5 Common Pentesting Mistakes

Penetration testing (or pentesting) is one of the most effective means of unearthing weaknesses and flaws in your IT infrastructure. It exposes gaps so you can plug them before a malicious party takes advantage. Whereas the benefits of pentesting are clear, a pentest is only as effective as its planning and execution. 

Substandard pentesting will not only yield results that add no value but could also endanger the very infrastructure it’s meant to help protect. Before you run a pentest or commission a third party like Emagined Security to do it for you, beware of the most common mistakes testers and businesses make. Here’s a look at some of these.

5 Common Pentesting Mistakes

5 Common Pentesting Mistakes

Disregarding Professional Ethics

A pentester must put themselves in the shoes of a real hacker if they are to model and run scenarios that mirror the real world. But that is the only thing that a tester should have in common with a cybercriminal. Importantly, the pentester should leverage their technical ability to improve security while subscribing to the highest level of ethics. 

During the test process, the pentester will likely gain access to sensitive corporate information. They’ll also become aware of the potential loopholes an attacker could use to break through the organization’s defenses. It would be a grave error if they were to disclose or utilize these privileges outside the boundaries of their authorization.

Testers must hold sacred the great trust the target organization has bestowed on them. They must subscribe to the principles of legality, confidentiality, and privacy at all times.

Unauthorized Testing

The pentester aims to identify gaps in the system. Whereas they are paid to break the rules, this has to be done with pre-authorization and predefined terms of engagement. 

Testers can get overly enthusiastic in demonstrating their skills and thus lose focus from their primary objectives. They may crash a critical system by going beyond what they are permitted to do. This can be especially destructive if part or all of the test is conducted in a live production environment.

Rules of engagement must be disseminated to all involved and any aspects that are unclear discussed beforehand. The rules would include scope, systems covered, systems excluded, types of tests, timeframe for testing, and escalation procedures during emergencies.

Not Properly Safeguarding Evidence

‘Trust but verify’ is the golden rule of auditing. This could very well be applied to pentesting too. Like all techies, pentesters sometimes perceive the capture, retention, and documentation of evidence as a distraction. If you offer no evidence to back up your test report, it’ll be difficult for decision-makers and other stakeholders to accept and act on your claims. 

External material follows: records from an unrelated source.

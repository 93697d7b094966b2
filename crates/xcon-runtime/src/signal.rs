#![forbid(unsafe_code)]

//! Stop flag shared between a worker thread and its owner.

use std::sync::{Arc, Condvar, Mutex};
use std::time::{Duration, Instant};

/// Worker side: waits for a stop request.
#[derive(Clone)]
pub(crate) struct StopSignal {
    inner: Arc<(Mutex<bool>, Condvar)>,
}

/// Owner side: requests a stop.
pub(crate) struct StopTrigger {
    inner: Arc<(Mutex<bool>, Condvar)>,
}

impl StopSignal {
    pub(crate) fn new() -> (Self, StopTrigger) {
        let inner = Arc::new((Mutex::new(false), Condvar::new()));
        (
            Self {
                inner: Arc::clone(&inner),
            },
            StopTrigger { inner },
        )
    }

    /// Block until stopped or `duration` has elapsed.
    ///
    /// Returns `true` if stopped. Spurious wakeups keep waiting for the
    /// remainder of the interval.
    pub(crate) fn wait_timeout(&self, duration: Duration) -> bool {
        let (lock, cvar) = &*self.inner;
        let deadline = Instant::now() + duration;
        let mut stopped = lock.lock().unwrap();
        loop {
            if *stopped {
                return true;
            }
            let now = Instant::now();
            if now >= deadline {
                return false;
            }
            let (guard, _) = cvar.wait_timeout(stopped, deadline - now).unwrap();
            stopped = guard;
        }
    }
}

impl StopTrigger {
    pub(crate) fn stop(&self) {
        let (lock, cvar) = &*self.inner;
        *lock.lock().unwrap() = true;
        cvar.notify_all();
    }
}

From the start, determine what evidence you need to capture. At the minimum, this would include the exploited vulnerability, timestamp of the exploit, unauthorized actions you could perform, number of unsuccessful attempts, and any breach detection that occurred. This evidence is the foundation of a fact-based pentest report.

Over-Reliance on Tools

Enterprise IT infrastructure is highly complex. It’s virtually impossible to run a substantial pentest today without some reliance on automated tools – from applications like Wireshark that quickly scan targets and traffic, to solutions such as Metasploit that streamline the development of custom exploits. 

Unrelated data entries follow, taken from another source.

impl LineEditor {
    #[must_use]
    pub fn new() -> Self {
        Self::default()
    }

    /// Editor holding `text` with the caret at the end.
    #[must_use]
    pub fn with_text(text: impl Into<String>) -> Self {
        let mut ed = Self::new();
        ed.set_text(text);
        ed
    }

    #[must_use]
    pub fn text(&self) -> &str {
        &self.text
    }

    /// Number of `char`s in the buffer.
    #[must_use]
    pub fn len(&self) -> usize {
        self.text.chars().count()
    }

    #[must_use]
    pub fn is_empty(&self) -> bool {
        self.text.is_empty()
    }

    #[must_use]
    pub fn cursor(&self) -> usize {
        self.cursor
    }

    #[must_use]
    pub fn selection(&self) -> Selection {
        self.selection
    }

    #[must_use]
    pub fn has_selection(&self) -> bool {
        !self.selection.is_empty()
    }

    #[must_use]
    pub fn mode(&self) -> EditMode {
        self.mode
    }

    pub fn set_mode(&mut self, mode: EditMode) {
        self.mode = mode;
    }

    /// Switch between insert and overwrite typing.
    pub fn toggle_edit_mode(&mut self) {
        self.mode = match self.mode {
            EditMode::Insert => EditMode::Overwrite,
            EditMode::Overwrite => EditMode::Insert,
        };
    }

    /// Display column of position `index`, in terminal cells.
    #[must_use]
    pub fn column_at(&self, index: usize) -> usize {
        self.text[..self.byte_offset(index)].width()
    }

    #[must_use]
    pub fn cursor_column(&self) -> usize {
        self.column_at(self.cursor)
    }

    /// Currently selected text, if any.
    #[must_use]
    pub fn selected_text(&self) -> Option<&str> {
        if self.selection.is_empty() {
            return None;
        }
        let start = self.byte_offset(self.selection.start);
        let end = self.byte_offset(self.selection.end());
        Some(&self.text[start..end])
    }

    // --- Whole-buffer operations ---

    /// Empty the buffer.
    pub fn reset(&mut self) {
        self.text.clear();
        self.cursor = 0;
        self.reset_selection();
    }

    /// Replace the buffer and put the caret at the end.
    pub fn set_text(&mut self, text: impl Into<String>) {
        self.text = text.into();
        self.cursor = self.len();
        self.reset_selection();
    }

    /// Collapse the selection onto the caret.
    pub fn reset_selection(&mut self) {
        self.selection = Selection {
            start: self.cursor,
            len: 0,
        };
    }

    pub fn select_all(&mut self) {
        let len = self.len();
        self.cursor = len;
        self.selection = Selection { start: 0, len };
    }

    // --- Editing ---

    /// Type `text` at the caret, replacing the selection if there is one.
    ///
    /// In overwrite mode without a selection, the same number of `char`s
    /// to the right of the caret are replaced.
    pub fn insert(&mut self, text: &str) {
        if self.has_selection() {
            self.remove_selection();
        } else if self.mode == EditMode::Overwrite {
            let end = (self.cursor + text.chars().count()).min(self.len());
            self.remove_range(self.cursor, end);
        }
        let at = self.byte_offset(self.cursor);
        self.text.insert_str(at, text);
        self.cursor += text.chars().count();
        self.reset_selection();
    }

    pub fn insert_char(&mut self, c: char) {
        let mut buf = [0u8; 4];
        self.insert(c.encode_utf8(&mut buf));
    }

    /// Delete to the right of the caret.
    ///
    /// Removes the selection if there is one, otherwise one `char` or,
    /// with `whole_word`, everything up to the next word boundary.
    /// Returns whether the buffer changed.
    pub fn delete(&mut self, whole_word: bool) -> bool {
        if self.has_selection() {
            self.remove_selection();
            return true;
        }
        let len = self.len();
        if self.cursor >= len {
            return false;
        }
        let end = if whole_word {
            self.word_boundary(Direction::Right)
        } else {
            self.cursor + 1
        };
        self.remove_range(self.cursor, end);
        self.reset_selection();
        true
    }

    /// Delete to the left of the caret, moving it.
    ///
    /// Mirror of [`delete`](Self::delete). Returns whether the buffer changed.
    pub fn backspace(&mut self, whole_word: bool) -> bool {
        if self.has_selection() {
            self.remove_selection();
            return true;
        }
        if self.cursor == 0 {
            return false;
        }
        let start = if whole_word {
            self.word_boundary(Direction::Left)
        } else {
            self.cursor - 1
        };
        self.remove_range(start, self.cursor);
        self.cursor = start;
        self.reset_selection();
        true
    }

    // --- Caret motion ---

    /// Move the caret by `amount` chars, clamped to the buffer.
    ///
    /// With `extend` the selection grows or shrinks from the caret edge while
    /// the opposite edge stays fixed. Without it an active selection is
    /// collapsed onto its edge in the direction of motion, and the caret
    /// travels on past that edge by whatever `amount` exceeds the selection
    /// length. A single step therefore stops on the edge.
    pub fn move_caret(&mut self, amount: isize, extend: bool) {
        if amount == 0 {
            return;
        }
        if extend || !self.has_selection() {
            let target = self.cursor.saturating_add_signed(amount);
            self.move_to(target, extend);
            return;
        }
        let Selection { start, len } = self.selection;
        let beyond = amount.unsigned_abs().saturating_sub(len);
        let target = if amount > 0 {
            start + len + beyond
        } else {
            start.saturating_sub(beyond)
        };
        self.move_to(target, false);
    }

    pub fn move_left(&mut self, extend: bool, by_word: bool) {
        let step = if by_word {
            self.cursor - self.word_boundary(Direction::Left)
        } else {
            1
        };
        self.move_caret(-(step as isize), extend);
    }

    pub fn move_right(&mut self, extend: bool, by_word: bool) {
        let step = if by_word {
            self.word_boundary(Direction::Right) - self.cursor
        } else {
            1
        };
        self.move_caret(step as isize, extend);
    }

    /// Caret to the start of the line, whatever the selection.
    pub fn home(&mut self, extend: bool) {
        self.move_to(0, extend);
    }

    /// Caret to the end of the line, whatever the selection.
    pub fn end(&mut self, extend: bool) {
        let len = self.len();
        self.move_to(len, extend);
    }

    /// Caret position a word motion in `direction` would reach.
    #[must_use]
    pub fn word_boundary(&self, direction: Direction) -> usize {
        let chars: Vec<char> = self.text.chars().collect();
        word::boundary(&chars, self.cursor, direction)
    }

    // --- Clipboard ---

    /// Copy the selection. Returns whether anything was copied.
    pub fn copy(&self, clipboard: &mut dyn Clipboard) -> Result<bool, ClipboardError> {
        match self.selected_text() {
            Some(text) => {
                clipboard.set_text(text)?;
                Ok(true)
            }
            None => Ok(false),
        }
    }

    /// Copy the selection, then remove it.
    pub fn cut(&mut self, clipboard: &mut dyn Clipboard) -> Result<bool, ClipboardError> {
        let copied = self.copy(clipboard)?;
        if copied {
            self.remove_selection();
        }
        Ok(copied)
    }

    /// Insert clipboard text at the caret.
    ///
    /// Line breaks become spaces so the buffer stays a single line.
    pub fn paste(&mut self, clipboard: &mut dyn Clipboard) -> Result<bool, ClipboardError> {
        if !clipboard.has_text() {
            return Ok(false);
        }
        let Some(text) = clipboard.get_text()? else {
            return Ok(false);
        };
        let line = text.replace("\r\n", " ").replace(['\r', '\n'], " ");
        self.insert(&line);
        Ok(true)
    }

    // --- Internal helpers ---

    /// Edge of the selection that stays put while extending.
    fn anchor(&self) -> usize {
        if self.selection.is_empty() || self.cursor == self.selection.end() {
            self.selection.start
        } else {
            self.selection.end()
        }
    }

    /// Put the caret on absolute position `target`, clamped.
    fn move_to(&mut self, target: usize, extend: bool) {
        let target = target.min(self.len());
        if extend {
            let anchor = self.anchor();
            self.cursor = target;
            self.selection = Selection::between(anchor, target);
        } else {
            self.cursor = target;
            self.reset_selection();
        }
        debug_assert!(
            self.selection.start == self.cursor || self.selection.end() == self.cursor,
            "caret left the selection edges"
        );
    }

    fn remove_selection(&mut self) {
        let Selection { start, len } = self.selection;
        self.remove_range(start, start + len);
        self.cursor = start;
        self.reset_selection();
    }

    fn remove_range(&mut self, start: usize, end: usize) {
        if start >= end {
            return;
        }
        let from = self.byte_offset(start);
        let to = self.byte_offset(end);
        self.text.replace_range(from..to, "");
    }

    fn byte_offset(&self, index: usize) -> usize {
        self.text
            .char_indices()
            .nth(index)
            .map_or(self.text.len(), |(i, _)| i)
    }
}
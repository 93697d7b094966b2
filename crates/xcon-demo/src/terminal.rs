#![forbid(unsafe_code)]

//! Terminal session and the crossterm-backed drawing surface.

use std::io::{self, Write};

use crossterm::event::{
    DisableBracketedPaste, DisableMouseCapture, EnableBracketedPaste, EnableMouseCapture,
    KeyboardEnhancementFlags, PopKeyboardEnhancementFlags, PushKeyboardEnhancementFlags,
};
use crossterm::style::{Color, Print, ResetColor, SetBackgroundColor, SetForegroundColor};
use crossterm::terminal::{
    self, EnterAlternateScreen, LeaveAlternateScreen, ScrollDown, ScrollUp,
    supports_keyboard_enhancement,
};
use crossterm::{ExecutableCommand, QueueableCommand, cursor};
use xcon::{Rect, Rgb, Surface};

/// Terminal modes enabled for the session; restored on drop.
#[derive(Debug, Default)]
pub struct TerminalModes {
    raw_mode: bool,
    alternate_screen: bool,
    mouse_capture: bool,
    bracketed_paste: bool,
    keyboard_enhancement: bool,
}

impl TerminalModes {
    /// Enter raw mode and the alternate screen. Mouse capture, bracketed
    /// paste, and key release reporting are enabled when available.
    pub fn enable(mouse: bool) -> io::Result<Self> {
        let mut modes = Self::default();
        terminal::enable_raw_mode()?;
        modes.raw_mode = true;

        let mut out = io::stdout();
        if let Err(err) = out.execute(EnterAlternateScreen) {
            modes.restore();
            return Err(err);
        }
        modes.alternate_screen = true;
        let _ = out.execute(cursor::Hide);

        match supports_keyboard_enhancement() {
            Ok(true) => {
                let flags = KeyboardEnhancementFlags::DISAMBIGUATE_ESCAPE_CODES
                    | KeyboardEnhancementFlags::REPORT_EVENT_TYPES;
                match out.execute(PushKeyboardEnhancementFlags(flags)) {
                    Ok(_) => modes.keyboard_enhancement = true,
                    Err(err) => tracing::warn!(error = %err, "keyboard enhancement failed"),
                }
            }
            Ok(false) => tracing::info!("terminal does not report key releases"),
            Err(err) => tracing::warn!(error = %err, "keyboard enhancement query failed"),
        }
        if mouse {
            match out.execute(EnableMouseCapture) {
                Ok(_) => modes.mouse_capture = true,
                Err(err) => tracing::warn!(error = %err, "mouse capture failed"),
            }
        }
        match out.execute(EnableBracketedPaste) {
            Ok(_) => modes.bracketed_paste = true,
            Err(err) => tracing::warn!(error = %err, "bracketed paste failed"),
        }
        tracing::debug!(?modes, "terminal modes enabled");
        Ok(modes)
    }

    /// Whether key release events will be delivered.
    #[must_use]
    pub fn reports_releases(&self) -> bool {
        self.keyboard_enhancement
    }

    pub fn restore(&mut self) {
        let mut out = io::stdout();
        if self.bracketed_paste {
            let _ = out.execute(DisableBracketedPaste);
            self.bracketed_paste = false;
        }
        if self.mouse_capture {
            let _ = out.execute(DisableMouseCapture);
            self.mouse_capture = false;
        }
        if self.keyboard_enhancement {
            let _ = out.execute(PopKeyboardEnhancementFlags);
            self.keyboard_enhancement = false;
        }
        if self.alternate_screen {
            let _ = out.execute(cursor::Show);
            let _ = out.execute(LeaveAlternateScreen);
            self.alternate_screen = false;
        }
        if self.raw_mode {
            let _ = terminal::disable_raw_mode();
            self.raw_mode = false;
        }
    }
}

impl Drop for TerminalModes {
    fn drop(&mut self) {
        self.restore();
    }
}

fn color(rgb: Rgb) -> Color {
    Color::Rgb {
        r: rgb.r,
        g: rgb.g,
        b: rgb.b,
    }
}

/// [`Surface`] that queues crossterm commands and flushes at frame end.
pub struct TerminalSurface<W: Write> {
    out: W,
    area: Rect,
    background: Rgb,
}

impl<W: Write> TerminalSurface<W> {
    pub fn new(out: W, width: u16, height: u16) -> Self {
        Self {
            out,
            area: Rect::new(0, 0, width, height),
            background: Rgb::BLACK,
        }
    }

    pub fn resize(&mut self, width: u16, height: u16) {
        self.area = Rect::new(0, 0, width, height);
    }

    pub fn get_ref(&self) -> &W {
        &self.out
    }
}

impl<W: Write> Surface for TerminalSurface<W> {
    fn area(&self) -> Rect {
        self.area
    }

    fn draw_text(&mut self, x: u16, y: u16, text: &str, fg: Rgb) -> io::Result<()> {
        self.out
            .queue(cursor::MoveTo(x, y))?
            .queue(SetForegroundColor(color(fg)))?
            .queue(SetBackgroundColor(color(self.background)))?
            .queue(Print(text))?;
        Ok(())
    }

    fn fill_rect(&mut self, rect: Rect, bg: Rgb) -> io::Result<()> {
        let blank = " ".repeat(usize::from(rect.width));
        self.out.queue(SetBackgroundColor(color(bg)))?;
        for y in rect.y..rect.bottom() {
            self.out.queue(cursor::MoveTo(rect.x, y))?.queue(Print(&blank))?;
        }
        Ok(())
    }

    fn scroll_region(&mut self, rect: Rect, _dx: i32, dy: i32) -> io::Result<()> {
        if dy == 0 || rect.is_empty() {
            return Ok(());
        }
        // DECSTBM rows are 1-based and inclusive.
        let set_margins = format!("\x1b[{};{}r", rect.y + 1, rect.bottom());
        self.out.queue(Print(set_margins))?;
        let n = u16::try_from(dy.unsigned_abs()).unwrap_or(u16::MAX);
        if dy < 0 {
            self.out.queue(ScrollUp(n))?;
        } else {
            self.out.queue(ScrollDown(n))?;
        }
        self.out.queue(Print("\x1b[r"))?;
        Ok(())
    }

    fn end_frame(&mut self) {
        let flushed = self.out.queue(ResetColor).and_then(|out| out.flush());
        if let Err(err) = flushed {
            tracing::warn!(error = %err, "frame flush failed");
        }
    }
}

The range of tools at a pentester’s disposal is vast. So much so that one would be tempted to sit back and let these solutions do all the work. But tools are only as useful as the skill level of the person who wields them. Tools should never lead a pentesting program. Instead, they should implement the concepts, ideas, and plans the tester has already thought through.

Failure to Recognize the System is Indeed Secure

The focus of a pentest is not to achieve intrusion by all means. Instead, it’s to assess how protected the infrastructure is from the methods cybercriminals would use

Ergo, if you run an exhaustive test that doesn’t result in successful intrusion, that shouldn’t worry you. It’s ok for the test findings to conclude that the system is secure. Many rookie pentesters lose sight of the greater goal and go all out to prove some gap exists.

The road to becoming a top-notch pentester is years-long. Achieving expertise is contingent on minimizing the number of mistakes you make. Recognizing these pentesting mistakes is essential to getting your tests consistently correct.